Side-Channel Attacks and Mitigations on Modern Computer Systems
Abstract:
Microarchitectural security problems in modern computer systems are becoming a more significant concern, as they can lead to side channels that can break the most restrictive isolation, e.g., the trusted execution environment (TEE) and untrusted zone, and then compromise the system confidentiality. Left unstudied, these issues have far-reaching harmful effects on computer systems.
We start with the disclosure of a novel hardware component on Intel processors' frontend, named Loop Stream Detector (LSD). We find LSD will also trigger speculative execution. Based on this feature, we propose GadgetSpinner, a novel transient attack, that enables the attacker process to read arbitrary data from another process.

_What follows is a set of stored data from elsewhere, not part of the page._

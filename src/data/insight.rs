//! Gemini integration for natural-language summaries.
//!
//! The "insight" card summarizes the currently visible rows through the
//! Gemini REST API. The call is strictly best-effort: at most the first 50
//! rows are sent, any failure degrades to a fixed Italian fallback string,
//! and nothing else in the pipeline ever depends on the result.

use std::time::Duration;

use reqwest::blocking::Client;
use serde::{Deserialize, Serialize};

use crate::domain::BatchRow;
use crate::error::AppError;

const BASE_URL: &str = "https://generativelanguage.googleapis.com/v1beta/models";
const MODEL: &str = "gemini-3-flash-preview";

/// Rows beyond this are not sent; keeps the prompt bounded.
const MAX_PROMPT_ROWS: usize = 50;

/// Shown when the current selection has no rows to analyze.
pub const FALLBACK_EMPTY: &str = "Nessun dato disponibile per l'analisi.";
/// Shown when the request fails for any reason.
pub const FALLBACK_ERROR: &str = "Impossibile generare approfondimenti al momento.";

#[derive(Clone)]
pub struct InsightClient {
    client: Client,
    api_key: String,
}

impl InsightClient {
    /// Build a client from `GEMINI_API_KEY` (a `.env` file is honored).
    pub fn from_env() -> Result<Self, AppError> {
        dotenvy::dotenv().ok();
        let api_key = std::env::var("GEMINI_API_KEY")
            .map_err(|_| AppError::usage("Missing GEMINI_API_KEY in environment (.env)."))?;
        let client = Client::builder()
            .timeout(Duration::from_secs(20))
            .build()
            .map_err(|e| AppError::runtime(format!("Failed to build HTTP client: {e}")))?;
        Ok(Self { client, api_key })
    }

    /// Summarize the visible rows.
    ///
    /// Never fails: an empty selection yields [`FALLBACK_EMPTY`], and any
    /// transport or decoding problem yields [`FALLBACK_ERROR`].
    pub fn summarize(&self, rows: &[BatchRow]) -> String {
        if rows.is_empty() {
            return FALLBACK_EMPTY.to_string();
        }
        match self.generate(&build_prompt(rows)) {
            Ok(Some(text)) => text,
            Ok(None) | Err(_) => FALLBACK_ERROR.to_string(),
        }
    }

    fn generate(&self, prompt: &str) -> Result<Option<String>, AppError> {
        let url = format!("{BASE_URL}/{MODEL}:generateContent");
        let body = GenerateRequest {
            contents: [RequestContent {
                parts: [RequestPart { text: prompt }],
            }],
            generation_config: GenerationConfig {
                temperature: 0.7,
                top_p: 0.9,
            },
        };

        let resp = self
            .client
            .post(&url)
            .query(&[("key", self.api_key.as_str())])
            .json(&body)
            .send()
            .map_err(|e| AppError::runtime(format!("Insight request failed: {e}")))?;

        if !resp.status().is_success() {
            return Err(AppError::runtime(format!(
                "Insight request failed with status {}.",
                resp.status()
            )));
        }

        let body: GenerateResponse = resp
            .json()
            .map_err(|e| AppError::runtime(format!("Failed to parse insight response: {e}")))?;

        Ok(extract_text(body))
    }
}

/// Build the Italian analysis prompt from at most [`MAX_PROMPT_ROWS`] rows.
fn build_prompt(rows: &[BatchRow]) -> String {
    let lines: Vec<String> = rows
        .iter()
        .take(MAX_PROMPT_ROWS)
        .map(|row| {
            format!(
                "{}: {} ({}) - Peso Tot: {}kg",
                row.date, row.product, row.part_type, row.total_weight
            )
        })
        .collect();

    format!(
        "Analizza questi dati di distribuzione agricola e fornisci un breve riassunto \
         (massimo 3 punti) sui trend principali, anomalie o suggerimenti. \
         Rispondi in italiano.\nDati:\n{}",
        lines.join("\n")
    )
}

fn extract_text(resp: GenerateResponse) -> Option<String> {
    let text: String = resp
        .candidates
        .into_iter()
        .filter_map(|candidate| candidate.content)
        .flat_map(|content| content.parts)
        .map(|part| part.text)
        .collect();
    let text = text.trim().to_string();
    if text.is_empty() { None } else { Some(text) }
}

#[derive(Debug, Serialize)]
struct GenerateRequest<'a> {
    contents: [RequestContent<'a>; 1],
    #[serde(rename = "generationConfig")]
    generation_config: GenerationConfig,
}

#[derive(Debug, Serialize)]
struct RequestContent<'a> {
    parts: [RequestPart<'a>; 1],
}

#[derive(Debug, Serialize)]
struct RequestPart<'a> {
    text: &'a str,
}

#[derive(Debug, Serialize)]
struct GenerationConfig {
    temperature: f64,
    #[serde(rename = "topP")]
    top_p: f64,
}

#[derive(Debug, Deserialize)]
struct GenerateResponse {
    #[serde(default)]
    candidates: Vec<Candidate>,
}

#[derive(Debug, Deserialize)]
struct Candidate {
    content: Option<CandidateContent>,
}

#[derive(Debug, Deserialize)]
struct CandidateContent {
    #[serde(default)]
    parts: Vec<CandidatePart>,
}

#[derive(Debug, Deserialize)]
struct CandidatePart {
    #[serde(default)]
    text: String,
}

#[cfg(test)]
mod tests {
    use super::*;

    fn row(date: &str, total: f64) -> BatchRow {
        BatchRow {
            date: date.to_string(),
            part_type: "PI".to_string(),
            product: "Patate".to_string(),
            weight_per_part: 2.5,
            parts_count: 10.0,
            total_weight: total,
            week: "2".to_string(),
            day: "2".to_string(),
        }
    }

    #[test]
    fn prompt_lists_rows_in_the_expected_shape() {
        let prompt = build_prompt(&[row("07/01/2025", 367.5)]);
        assert!(prompt.contains("Rispondi in italiano."));
        assert!(prompt.contains("07/01/2025: Patate (PI) - Peso Tot: 367.5kg"));
    }

    #[test]
    fn prompt_is_capped_at_fifty_rows() {
        let rows: Vec<BatchRow> = (0..80).map(|i| row(&format!("giorno-{i}"), 1.0)).collect();
        let prompt = build_prompt(&rows);
        assert!(prompt.contains("giorno-0:"));
        assert!(prompt.contains("giorno-49:"));
        assert!(!prompt.contains("giorno-50:"));
    }

    #[test]
    fn response_text_is_joined_across_parts() {
        let resp = GenerateResponse {
            candidates: vec![Candidate {
                content: Some(CandidateContent {
                    parts: vec![
                        CandidatePart {
                            text: "Trend ".to_string(),
                        },
                        CandidatePart {
                            text: "stabile.".to_string(),
                        },
                    ],
                }),
            }],
        };
        assert_eq!(extract_text(resp), Some("Trend stabile.".to_string()));
    }

    #[test]
    fn empty_response_yields_none() {
        let resp = GenerateResponse { candidates: vec![] };
        assert_eq!(extract_text(resp), None);

        let blank = GenerateResponse {
            candidates: vec![Candidate {
                content: Some(CandidateContent {
                    parts: vec![CandidatePart {
                        text: "   ".to_string(),
                    }],
                }),
            }],
        };
        assert_eq!(extract_text(blank), None);
    }

    #[test]
    fn response_schema_tolerates_extra_fields() {
        let json = r#"{
            "candidates": [
                {
                    "content": {
                        "parts": [{"text": "Ok."}],
                        "role": "model"
                    },
                    "finishReason": "STOP"
                }
            ],
            "usageMetadata": {"promptTokenCount": 12}
        }"#;
        let resp: GenerateResponse = serde_json::from_str(json).unwrap();
        assert_eq!(extract_text(resp), Some("Ok.".to_string()));
    }
}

Using GadgetSpinner, we successfully break the SGX isolation and extract the weight value of the CNN model from the SGX DNN library.
In the next part, we move on to the security limitations of data prefetching, located in the backend of modern processors. To understand the security risk brought by prefetchers, we comprehensively reverse-engineered two prefetchers on Intel processors, i.e., the IP-stride prefetcher and the extended prediction table (XPT) prefetcher, and analyzed their security implications. Leveraging these two prefetchers' features, we then designed two side-channel attacks, AfterImage and PrefetchX. AfterImage demonstrates how the IP-stride prefetcher contention can leak control flow across different privilege domains (processes, kernel, and SGX), thus compromising confidential computing systems. By priming and probing the XPT prefetcher, PrefetchX then shows how the attacker can track the victim's page access pattern even from a separate core and leak the RSA private key from the MbedTLS library.

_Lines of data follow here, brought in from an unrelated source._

//! Input/output helpers.
//!
//! - TSV ingest + normalization (`ingest`)
//! - view exports (CSV/JSON) (`export`)

pub mod export;
pub mod ingest;

pub use export::*;
pub use ingest::*;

In the third part, to effectively safeguard systems against PMU-based side-channel attacks, we propose a novel Trusted Execution Environment (TEE) architecture that obfuscates microarchitectural events while incurring minimal performance overhead. We have implemented this innovative TEE architecture on the Kirin 960 SoC, an ARM-based SoC widely used in millions of mobile devices.

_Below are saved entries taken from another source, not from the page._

//! Shared domain types.
//!
//! These types are intentionally kept lightweight so they can be:
//!
//! - filtered and aggregated in-memory on every selection change
//! - exported to JSON/CSV
//! - rendered by both the CLI reports and the TUI

use std::path::PathBuf;

use chrono::NaiveDate;
use clap::ValueEnum;
use serde::{Deserialize, Serialize};

/// Part-type value accepted by the filter that matches every row.
pub const PART_TYPE_ALL: &str = "Totale";

/// Weekday codes a distribution can fall on: Tuesday and Friday.
pub const DAY_CODES: [&str; 2] = ["2", "5"];

/// One distribution batch, as parsed from the embedded TSV.
///
/// Rows are parsed once at startup and never mutated afterwards. Text
/// fields keep whatever the source table contains; numeric fields have
/// already been through Italian-locale parsing, with unparseable cells
/// degraded to `0.0`.
#[derive(Debug, Clone, PartialEq)]
pub struct BatchRow {
    /// Calendar date as printed in the source table (display only).
    pub date: String,
    /// Part-type code (`PI` = whole share, `MP` = half share).
    pub part_type: String,
    /// Product name, free text.
    pub product: String,
    /// Weight of one part, in kg.
    pub weight_per_part: f64,
    /// Number of parts distributed. Fractional counts occur in the source.
    pub parts_count: f64,
    /// Total distributed weight in kg. This comes from its own column and
    /// is not required to equal `weight_per_part * parts_count`.
    pub total_weight: f64,
    /// Week number in the 2025 labeling scheme, kept string-encoded so the
    /// detail table can echo the source verbatim.
    pub week: String,
    /// Weekday code (`2` = Tuesday, `5` = Friday).
    pub day: String,
}

/// The active filter selection.
///
/// Owned by the shell (CLI flags or TUI state) and handed to the pipeline
/// on every recomputation; the core never mutates it.
#[derive(Debug, Clone, Default, PartialEq, Eq, Serialize)]
pub struct FilterState {
    /// Product name; empty until the user picks one.
    pub product: String,
    /// Part-type code; empty until picked, [`PART_TYPE_ALL`] matches all.
    pub part_type: String,
    /// Weekday code; empty means both days, otherwise `2` or `5`.
    pub day: String,
}

impl FilterState {
    /// A view exists only once both product and part type are chosen.
    pub fn is_active(&self) -> bool {
        !self.product.is_empty() && !self.part_type.is_empty()
    }

    /// Product and part-type match, day ignored.
    ///
    /// This is the subset the weekly chart aggregates, so that switching the
    /// day filter re-scales bars instead of dropping weeks from the axis.
    pub fn matches_base(&self, row: &BatchRow) -> bool {
        row.product == self.product
            && (self.part_type == PART_TYPE_ALL || row.part_type == self.part_type)
    }

    /// Full match including the day filter (detail table, summary, insights).
    pub fn matches_day(&self, row: &BatchRow) -> bool {
        self.matches_base(row) && (self.day.is_empty() || row.day == self.day)
    }
}

/// Human-readable label for a part-type code.
pub fn part_type_label(code: &str) -> &str {
    match code {
        "PI" => "Parte Intera",
        "MP" => "Mezza Parte",
        PART_TYPE_ALL => "Tutti i tipi",
        other => other,
    }
}

/// Human-readable label for a weekday code.
pub fn day_label(code: &str) -> &str {
    match code {
        "" => "Tutti i giorni (2 e 5)",
        "2" => "Martedì",
        "5" => "Venerdì",
        other => other,
    }
}

/// How the weekly `weight_per_part` aggregate is derived.
///
/// Historically the dashboard showed the arithmetic mean of the per-row
/// values, which over-counts light rows when part counts differ a lot
/// inside one week. The weighted alternative is kept behind an explicit
/// switch rather than silently changing the numbers.
#[derive(Debug, Clone, Copy, PartialEq, Eq, Serialize, Deserialize, ValueEnum)]
#[serde(rename_all = "lowercase")]
pub enum PerPartMode {
    /// Arithmetic mean of the per-row `weight_per_part` values (default).
    Mean,
    /// Total weight divided by total parts (`Σ total_weight / Σ parts_count`).
    Ratio,
}

impl PerPartMode {
    /// Human-readable label for terminal output.
    pub fn display_name(self) -> &'static str {
        match self {
            PerPartMode::Mean => "media",
            PerPartMode::Ratio => "rapporto",
        }
    }
}

/// Which weekly series a chart shows.
#[derive(Debug, Clone, Copy, PartialEq, Eq)]
pub enum Metric {
    TotalWeight,
    WeightPerPart,
}

impl Metric {
    pub fn display_name(self) -> &'static str {
        match self {
            Metric::TotalWeight => "peso totale (kg)",
            Metric::WeightPerPart => "peso per parte (kg)",
        }
    }

    /// The other metric (chart toggle).
    pub fn toggled(self) -> Self {
        match self {
            Metric::TotalWeight => Metric::WeightPerPart,
            Metric::WeightPerPart => Metric::TotalWeight,
        }
    }
}

/// One week of the aggregate series.
///
/// The series is continuous: every week between the dataset's first and
/// last week is present, zero-filled where the selection has no rows.
#[derive(Debug, Clone, PartialEq)]
pub struct WeeklyAggregate {
    /// Week number in the 2025 labeling scheme.
    pub week: u32,
    /// Sum of `total_weight` over the week, rounded to 2 decimals.
    pub total_weight: f64,
    /// Weekly per-part weight per [`PerPartMode`], rounded to 3 decimals.
    pub weight_per_part: f64,
    /// Distinct weekday codes seen in the week (0, 1 or 2).
    pub distinct_days: u8,
}

impl WeeklyAggregate {
    /// Value of the chosen metric for this week.
    pub fn metric(&self, metric: Metric) -> f64 {
        match metric {
            Metric::TotalWeight => self.total_weight,
            Metric::WeightPerPart => self.weight_per_part,
        }
    }
}

/// Headline numbers over the day-filtered rows (the stat cards).
#[derive(Debug, Clone, Default, PartialEq)]
pub struct Summary {
    /// Sum of `total_weight` across the visible rows, in kg.
    pub total_weight: f64,
    /// Arithmetic mean of `weight_per_part` across the visible rows, in kg.
    pub mean_weight_per_part: f64,
    /// Number of visible rows.
    pub row_count: usize,
}

/// A saved weekly-series file (JSON).
///
/// The "portable" representation of one aggregation run: the selection it
/// was computed for plus the full gap-filled series, with each week's
/// Monday resolved so downstream scripts don't need the calendar mapping.
#[derive(Debug, Clone, Serialize, Deserialize)]
pub struct WeeklyFile {
    pub tool: String,
    pub product: String,
    pub part_type: String,
    pub per_part: PerPartMode,
    pub weeks: Vec<WeeklyEntry>,
}

/// One week as stored in a [`WeeklyFile`].
#[derive(Debug, Clone, Serialize, Deserialize)]
pub struct WeeklyEntry {
    pub week: u32,
    /// Monday that begins the week (ISO date).
    pub monday: NaiveDate,
    pub total_weight: f64,
    pub weight_per_part: f64,
    pub distinct_days: u8,
}

/// A full run's configuration as understood by the pipeline.
///
/// This is derived from CLI flags (plus defaults).
#[derive(Debug, Clone)]
pub struct ViewConfig {
    pub filter: FilterState,
    pub per_part: PerPartMode,

    pub chart: bool,
    pub chart_width: usize,
    pub chart_height: usize,

    pub export_rows: Option<PathBuf>,
    pub export_weekly: Option<PathBuf>,
}

#[cfg(test)]
mod tests {
    use super::*;

    fn row(product: &str, part_type: &str, day: &str) -> BatchRow {
        BatchRow {
            date: "07/01/2025".to_string(),
            part_type: part_type.to_string(),
            product: product.to_string(),
            weight_per_part: 1.0,
            parts_count: 10.0,
            total_weight: 10.0,
            week: "2".to_string(),
            day: day.to_string(),
        }
    }

    #[test]
    fn filter_inactive_until_product_and_part_type_set() {
        let mut filter = FilterState::default();
        assert!(!filter.is_active());
        filter.product = "Patate".to_string();
        assert!(!filter.is_active());
        filter.part_type = "PI".to_string();
        assert!(filter.is_active());
    }

    #[test]
    fn part_type_all_matches_every_part_type() {
        let filter = FilterState {
            product: "Patate".to_string(),
            part_type: PART_TYPE_ALL.to_string(),
            day: String::new(),
        };
        assert!(filter.matches_base(&row("Patate", "PI", "2")));
        assert!(filter.matches_base(&row("Patate", "MP", "5")));
        assert!(!filter.matches_base(&row("Carote", "PI", "2")));
    }

    #[test]
    fn day_filter_applies_only_to_full_match() {
        let filter = FilterState {
            product: "Patate".to_string(),
            part_type: "PI".to_string(),
            day: "2".to_string(),
        };
        let friday = row("Patate", "PI", "5");
        assert!(filter.matches_base(&friday));
        assert!(!filter.matches_day(&friday));
        assert!(filter.matches_day(&row("Patate", "PI", "2")));
    }

    #[test]
    fn empty_day_matches_both_days() {
        let filter = FilterState {
            product: "Patate".to_string(),
            part_type: "PI".to_string(),
            day: String::new(),
        };
        assert!(filter.matches_day(&row("Patate", "PI", "2")));
        assert!(filter.matches_day(&row("Patate", "PI", "5")));
    }

    #[test]
    fn labels_cover_known_codes() {
        assert_eq!(part_type_label("PI"), "Parte Intera");
        assert_eq!(part_type_label("MP"), "Mezza Parte");
        assert_eq!(part_type_label("Totale"), "Tutti i tipi");
        assert_eq!(part_type_label("XX"), "XX");
        assert_eq!(day_label("2"), "Martedì");
        assert_eq!(day_label("5"), "Venerdì");
    }

    #[test]
    fn metric_toggle_round_trips() {
        assert_eq!(Metric::TotalWeight.toggled(), Metric::WeightPerPart);
        assert_eq!(Metric::WeightPerPart.toggled(), Metric::TotalWeight);
    }
}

In summary, we (1) develop benchmarks to analyze Intel processor's frontend behavior and demonstrate the potential side-channel threats, (2) establish the end-to-end prefetcher-based side-channel attacks exploration framework on different hardware platforms, (3) design a comprehensive side-channel analysis tool to detect potential leakage on the hardware, and (4) build a TEE that can effectively mitigate PMU-based side-channel attacks and prototype this TEE on today's Arm platform.